PROMPT: Scan the entries below for "ComplexField" and copy each line that holds it.

--- RECORDS PROVIDED Enclosed Below ---

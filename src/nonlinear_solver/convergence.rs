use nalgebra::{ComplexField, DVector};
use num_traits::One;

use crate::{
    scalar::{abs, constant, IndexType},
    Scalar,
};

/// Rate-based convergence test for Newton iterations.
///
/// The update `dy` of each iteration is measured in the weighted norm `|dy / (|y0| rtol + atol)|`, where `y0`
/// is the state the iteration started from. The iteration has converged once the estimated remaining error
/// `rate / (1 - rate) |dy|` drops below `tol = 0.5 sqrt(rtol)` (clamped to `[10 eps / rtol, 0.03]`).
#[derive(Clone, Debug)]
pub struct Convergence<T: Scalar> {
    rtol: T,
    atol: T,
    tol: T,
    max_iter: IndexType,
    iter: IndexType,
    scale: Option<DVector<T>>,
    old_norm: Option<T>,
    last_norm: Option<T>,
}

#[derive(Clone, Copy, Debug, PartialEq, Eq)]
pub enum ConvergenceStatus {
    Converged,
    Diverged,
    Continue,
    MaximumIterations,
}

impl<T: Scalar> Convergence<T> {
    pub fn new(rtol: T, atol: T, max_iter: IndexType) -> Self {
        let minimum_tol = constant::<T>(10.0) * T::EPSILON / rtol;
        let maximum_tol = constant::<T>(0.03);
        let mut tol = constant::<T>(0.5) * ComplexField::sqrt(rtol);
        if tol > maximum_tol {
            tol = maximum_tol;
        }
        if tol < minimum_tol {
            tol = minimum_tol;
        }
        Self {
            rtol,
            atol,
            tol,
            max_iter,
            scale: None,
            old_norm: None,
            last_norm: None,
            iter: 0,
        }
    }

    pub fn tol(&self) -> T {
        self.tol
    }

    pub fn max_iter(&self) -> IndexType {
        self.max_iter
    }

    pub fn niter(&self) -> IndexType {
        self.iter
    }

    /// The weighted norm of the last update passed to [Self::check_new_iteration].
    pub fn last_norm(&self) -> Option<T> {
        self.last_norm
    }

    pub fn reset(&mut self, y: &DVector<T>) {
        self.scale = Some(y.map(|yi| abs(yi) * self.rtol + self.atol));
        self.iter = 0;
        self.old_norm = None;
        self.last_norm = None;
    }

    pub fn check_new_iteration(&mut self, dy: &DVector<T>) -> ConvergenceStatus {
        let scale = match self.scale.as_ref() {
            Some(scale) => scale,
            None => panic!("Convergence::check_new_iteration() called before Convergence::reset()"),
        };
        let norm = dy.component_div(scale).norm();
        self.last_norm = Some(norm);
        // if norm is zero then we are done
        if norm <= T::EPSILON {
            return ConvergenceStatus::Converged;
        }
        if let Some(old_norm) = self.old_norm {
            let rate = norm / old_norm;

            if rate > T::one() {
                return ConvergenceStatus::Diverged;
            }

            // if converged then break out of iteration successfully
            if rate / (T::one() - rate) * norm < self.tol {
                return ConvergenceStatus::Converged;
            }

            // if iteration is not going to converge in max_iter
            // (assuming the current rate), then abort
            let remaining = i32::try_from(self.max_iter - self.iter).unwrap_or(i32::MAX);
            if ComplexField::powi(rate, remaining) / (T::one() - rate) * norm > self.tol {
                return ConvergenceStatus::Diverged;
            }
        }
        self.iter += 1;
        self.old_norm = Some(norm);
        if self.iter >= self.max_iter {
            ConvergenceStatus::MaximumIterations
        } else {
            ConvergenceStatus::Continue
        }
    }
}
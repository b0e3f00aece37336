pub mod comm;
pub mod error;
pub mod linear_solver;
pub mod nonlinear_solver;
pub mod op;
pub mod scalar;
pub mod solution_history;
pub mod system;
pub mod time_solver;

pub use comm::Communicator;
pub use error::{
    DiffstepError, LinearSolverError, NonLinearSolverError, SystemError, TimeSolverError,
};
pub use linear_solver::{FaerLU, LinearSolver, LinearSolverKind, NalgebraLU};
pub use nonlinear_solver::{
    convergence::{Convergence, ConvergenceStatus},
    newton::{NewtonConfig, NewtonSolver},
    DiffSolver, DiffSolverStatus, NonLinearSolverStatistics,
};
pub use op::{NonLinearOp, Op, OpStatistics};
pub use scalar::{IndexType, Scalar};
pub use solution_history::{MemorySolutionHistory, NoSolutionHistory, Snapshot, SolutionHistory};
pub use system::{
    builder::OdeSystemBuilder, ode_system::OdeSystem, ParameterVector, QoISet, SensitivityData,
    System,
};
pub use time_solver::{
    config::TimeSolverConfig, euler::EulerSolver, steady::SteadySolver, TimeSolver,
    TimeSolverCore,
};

--- End of Enclosed RECORDS PROVIDED ---
--- RECORDS PROVIDED Enclosed Below ---

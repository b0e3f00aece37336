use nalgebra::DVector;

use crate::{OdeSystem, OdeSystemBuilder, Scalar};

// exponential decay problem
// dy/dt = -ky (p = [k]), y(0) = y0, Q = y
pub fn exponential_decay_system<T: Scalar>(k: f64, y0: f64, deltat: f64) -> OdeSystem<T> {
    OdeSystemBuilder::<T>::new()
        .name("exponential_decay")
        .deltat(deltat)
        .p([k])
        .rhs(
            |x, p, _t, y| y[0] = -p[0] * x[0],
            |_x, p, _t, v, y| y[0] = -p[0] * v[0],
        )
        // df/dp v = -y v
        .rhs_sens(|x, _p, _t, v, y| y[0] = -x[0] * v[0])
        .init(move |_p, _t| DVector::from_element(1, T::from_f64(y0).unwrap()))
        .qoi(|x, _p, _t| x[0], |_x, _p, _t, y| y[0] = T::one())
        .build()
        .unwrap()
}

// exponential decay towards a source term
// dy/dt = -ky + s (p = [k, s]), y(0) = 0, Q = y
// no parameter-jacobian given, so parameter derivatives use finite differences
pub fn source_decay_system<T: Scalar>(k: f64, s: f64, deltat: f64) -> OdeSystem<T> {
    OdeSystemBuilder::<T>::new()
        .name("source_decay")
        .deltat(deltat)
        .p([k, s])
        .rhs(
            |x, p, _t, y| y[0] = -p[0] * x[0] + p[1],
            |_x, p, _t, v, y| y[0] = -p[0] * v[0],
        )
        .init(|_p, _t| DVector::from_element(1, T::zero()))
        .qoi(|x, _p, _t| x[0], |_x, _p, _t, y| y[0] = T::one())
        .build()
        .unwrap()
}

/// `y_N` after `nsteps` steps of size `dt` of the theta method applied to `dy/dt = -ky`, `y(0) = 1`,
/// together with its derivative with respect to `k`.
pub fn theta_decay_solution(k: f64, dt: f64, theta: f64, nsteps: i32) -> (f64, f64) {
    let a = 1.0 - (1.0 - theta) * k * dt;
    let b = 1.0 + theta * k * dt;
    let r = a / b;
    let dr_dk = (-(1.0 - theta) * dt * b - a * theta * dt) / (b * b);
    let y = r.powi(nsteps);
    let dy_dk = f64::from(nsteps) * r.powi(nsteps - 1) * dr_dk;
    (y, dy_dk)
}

--- End of Enclosed RECORDS PROVIDED ---
--- RECORDS PROVIDED Enclosed Below ---

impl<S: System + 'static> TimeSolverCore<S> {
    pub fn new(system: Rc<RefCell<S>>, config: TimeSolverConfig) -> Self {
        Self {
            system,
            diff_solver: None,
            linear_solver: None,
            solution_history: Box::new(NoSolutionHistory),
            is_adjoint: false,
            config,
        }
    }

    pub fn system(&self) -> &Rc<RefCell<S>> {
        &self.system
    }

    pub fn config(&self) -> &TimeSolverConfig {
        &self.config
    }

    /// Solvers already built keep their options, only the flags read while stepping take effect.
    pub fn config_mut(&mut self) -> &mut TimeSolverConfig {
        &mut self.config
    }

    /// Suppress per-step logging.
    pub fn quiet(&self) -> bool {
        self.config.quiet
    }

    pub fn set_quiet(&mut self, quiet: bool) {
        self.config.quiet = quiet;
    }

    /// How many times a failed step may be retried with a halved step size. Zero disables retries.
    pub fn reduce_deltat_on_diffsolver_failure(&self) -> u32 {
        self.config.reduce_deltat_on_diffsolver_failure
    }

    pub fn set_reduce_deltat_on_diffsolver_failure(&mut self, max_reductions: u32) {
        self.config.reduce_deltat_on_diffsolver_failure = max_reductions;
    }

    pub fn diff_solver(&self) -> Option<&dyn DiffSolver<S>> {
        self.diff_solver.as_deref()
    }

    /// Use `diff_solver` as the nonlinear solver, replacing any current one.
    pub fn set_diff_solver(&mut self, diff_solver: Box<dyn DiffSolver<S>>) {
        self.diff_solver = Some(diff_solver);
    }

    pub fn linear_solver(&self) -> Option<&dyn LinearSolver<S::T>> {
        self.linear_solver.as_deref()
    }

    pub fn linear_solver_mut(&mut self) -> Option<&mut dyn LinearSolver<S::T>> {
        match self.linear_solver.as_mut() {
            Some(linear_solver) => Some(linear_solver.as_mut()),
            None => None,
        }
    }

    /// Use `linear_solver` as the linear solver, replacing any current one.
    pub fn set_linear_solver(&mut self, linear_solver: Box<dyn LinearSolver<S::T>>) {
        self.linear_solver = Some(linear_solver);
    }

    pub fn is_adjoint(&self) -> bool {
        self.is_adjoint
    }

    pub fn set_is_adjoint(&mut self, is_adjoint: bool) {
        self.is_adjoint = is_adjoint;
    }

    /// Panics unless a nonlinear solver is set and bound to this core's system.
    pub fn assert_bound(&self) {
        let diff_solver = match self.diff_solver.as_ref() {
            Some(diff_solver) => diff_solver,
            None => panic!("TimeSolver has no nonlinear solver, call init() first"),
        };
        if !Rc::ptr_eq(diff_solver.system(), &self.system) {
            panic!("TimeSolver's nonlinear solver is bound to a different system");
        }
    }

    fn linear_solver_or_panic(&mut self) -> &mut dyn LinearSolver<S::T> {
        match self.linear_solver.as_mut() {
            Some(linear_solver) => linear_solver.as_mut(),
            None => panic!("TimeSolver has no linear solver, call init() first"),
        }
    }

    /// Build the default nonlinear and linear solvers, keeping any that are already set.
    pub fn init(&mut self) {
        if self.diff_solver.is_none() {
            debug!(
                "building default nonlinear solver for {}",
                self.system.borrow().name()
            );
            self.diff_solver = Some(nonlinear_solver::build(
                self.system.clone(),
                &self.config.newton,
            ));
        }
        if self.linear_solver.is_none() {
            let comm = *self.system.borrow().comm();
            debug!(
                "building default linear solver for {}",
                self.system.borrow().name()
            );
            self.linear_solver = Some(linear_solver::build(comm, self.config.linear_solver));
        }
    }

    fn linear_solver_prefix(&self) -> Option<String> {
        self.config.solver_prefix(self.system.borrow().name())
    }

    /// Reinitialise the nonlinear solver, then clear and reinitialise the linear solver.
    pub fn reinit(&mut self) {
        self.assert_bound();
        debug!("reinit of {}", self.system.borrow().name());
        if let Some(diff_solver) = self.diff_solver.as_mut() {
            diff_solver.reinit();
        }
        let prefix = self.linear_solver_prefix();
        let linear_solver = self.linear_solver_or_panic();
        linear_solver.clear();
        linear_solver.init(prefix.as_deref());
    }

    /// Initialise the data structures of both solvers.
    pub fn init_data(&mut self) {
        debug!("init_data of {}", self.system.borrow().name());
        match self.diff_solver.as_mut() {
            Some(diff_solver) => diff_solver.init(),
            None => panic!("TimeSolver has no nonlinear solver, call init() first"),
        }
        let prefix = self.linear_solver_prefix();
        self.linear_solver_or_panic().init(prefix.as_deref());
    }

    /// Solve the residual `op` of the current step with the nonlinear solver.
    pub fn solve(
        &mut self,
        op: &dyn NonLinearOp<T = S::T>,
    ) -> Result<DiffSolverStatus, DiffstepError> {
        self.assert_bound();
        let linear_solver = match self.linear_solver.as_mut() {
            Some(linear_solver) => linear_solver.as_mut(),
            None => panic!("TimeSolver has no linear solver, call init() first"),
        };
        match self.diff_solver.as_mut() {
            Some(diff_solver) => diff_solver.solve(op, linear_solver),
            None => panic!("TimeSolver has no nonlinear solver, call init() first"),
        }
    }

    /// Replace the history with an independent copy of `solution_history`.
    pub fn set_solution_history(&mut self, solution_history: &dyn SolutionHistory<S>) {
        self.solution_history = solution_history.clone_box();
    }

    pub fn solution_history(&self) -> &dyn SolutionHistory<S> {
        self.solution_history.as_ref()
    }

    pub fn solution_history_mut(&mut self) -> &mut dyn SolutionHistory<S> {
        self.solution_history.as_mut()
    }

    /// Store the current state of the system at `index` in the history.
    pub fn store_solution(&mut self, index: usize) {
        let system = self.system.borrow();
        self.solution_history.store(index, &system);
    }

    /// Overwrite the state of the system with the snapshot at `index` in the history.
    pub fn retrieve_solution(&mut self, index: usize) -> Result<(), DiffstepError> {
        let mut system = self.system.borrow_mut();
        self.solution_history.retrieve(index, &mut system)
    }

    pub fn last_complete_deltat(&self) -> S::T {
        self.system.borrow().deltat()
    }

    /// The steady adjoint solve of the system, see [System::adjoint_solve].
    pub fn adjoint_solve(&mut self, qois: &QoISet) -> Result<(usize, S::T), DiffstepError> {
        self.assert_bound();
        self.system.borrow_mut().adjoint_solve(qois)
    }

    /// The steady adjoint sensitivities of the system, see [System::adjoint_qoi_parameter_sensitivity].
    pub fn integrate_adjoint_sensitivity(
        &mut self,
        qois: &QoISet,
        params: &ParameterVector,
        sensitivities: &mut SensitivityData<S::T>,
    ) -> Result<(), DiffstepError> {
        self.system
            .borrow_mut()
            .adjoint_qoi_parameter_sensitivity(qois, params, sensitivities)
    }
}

--- End of Enclosed RECORDS PROVIDED ---

ANSWER AREA:
use nalgebra::{ComplexField, DVector};
        let mut tol = constant::<T>(0.5) * ComplexField::sqrt(rtol);
            if ComplexField::powi(rate, remaining) / (T::one() - rate) * norm > self.tol {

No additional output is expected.